• [PROMPT]
Below are entries; tally how many lines hold the string "cause" and answer with only that figure.

Saved entries:
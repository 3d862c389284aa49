//! Domain model exposed above the repository boundary.

use serde::{Deserialize, Serialize};

/// A joke as seen by embedding applications.
///
/// Normalized shape: `id`, `value` and `url` are always present;
/// `categories` may be empty. Constructed only from the wire `JokeDto` and
/// never mutated afterwards.
#[derive(Debug, Clone, Serialize, Deserialize, PartialEq, Eq)]
pub struct Joke {
    /// Opaque upstream identifier.
    pub id: String,
    /// The joke text.
    pub value: String,
    /// Canonical URL of the joke on the upstream site.
    pub url: String,
    /// Category tags, in upstream order. Often empty.
    pub categories: Vec<String>,
}
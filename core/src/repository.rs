//! Repository: wire records in, domain records out.

use crate::api::JokeApi;
use crate::error::Error;
use crate::types::Joke;

/// Converts transport outcomes into domain values.
///
/// Each method delegates to the transport adapter and applies the
/// DTO-to-domain mapping. Errors pass through untouched, with their
/// original cause intact.
pub struct JokeRepository {
    api: Box<dyn JokeApi>,
}

impl JokeRepository {
    pub fn new(api: Box<dyn JokeApi>) -> Self {
        Self { api }
    }

    pub async fn random_joke(&self) -> Result<Joke, Error> {
        Ok(self.api.random_joke().await?.into())
    }

    pub async fn random_joke_by_category(&self, category: &str) -> Result<Joke, Error> {
        Ok(self.api.random_joke_by_category(category).await?.into())
    }

    pub async fn categories(&self) -> Result<Vec<String>, Error> {
        self.api.categories().await
    }

    pub async fn search(&self, query: &str) -> Result<Vec<Joke>, Error> {
        Ok(self.api.search(query).await?.into_jokes())
    }
}
//! Asynchronous client library for the Chuck Norris joke API
//! (<https://api.chucknorris.io>).
//!
//! # Overview
//! Four operations: random joke, random joke by category, list categories,
//! and free-text search. Each issues exactly one HTTP GET and returns a
//! `Result` carrying either a normalized domain value or a typed error.
//!
//! # Design
//! - `JokeApi` is the only seam that touches the network; everything above
//!   it is offline-testable against a substitute implementation.
//! - Wire records (`dto`) mirror the upstream JSON and are mapped into the
//!   stable domain `Joke` at the repository boundary.
//! - `ChuckNorrisClient` wires adapter → repository → use cases by explicit
//!   construction; the process-wide `reqwest::Client` is shared and
//!   initialized at most once.
//! - Failures keep their original cause reachable through
//!   `std::error::Error::source` — no string-only errors.

pub mod api;
pub mod client;
pub mod dto;
pub mod error;
pub mod repository;
pub mod types;
pub mod usecase;

pub use api::{HttpJokeApi, JokeApi, DEFAULT_BASE_URL};
pub use client::ChuckNorrisClient;
pub use dto::{JokeDto, SearchResponseDto};
pub use error::Error;
pub use repository::JokeRepository;
pub use types::Joke;
pub use usecase::{
    GetCategories, GetRandomJoke, GetRandomJokeByCategory, SearchJokes, MIN_QUERY_LEN,
};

• [YOUR SOLUTION]
2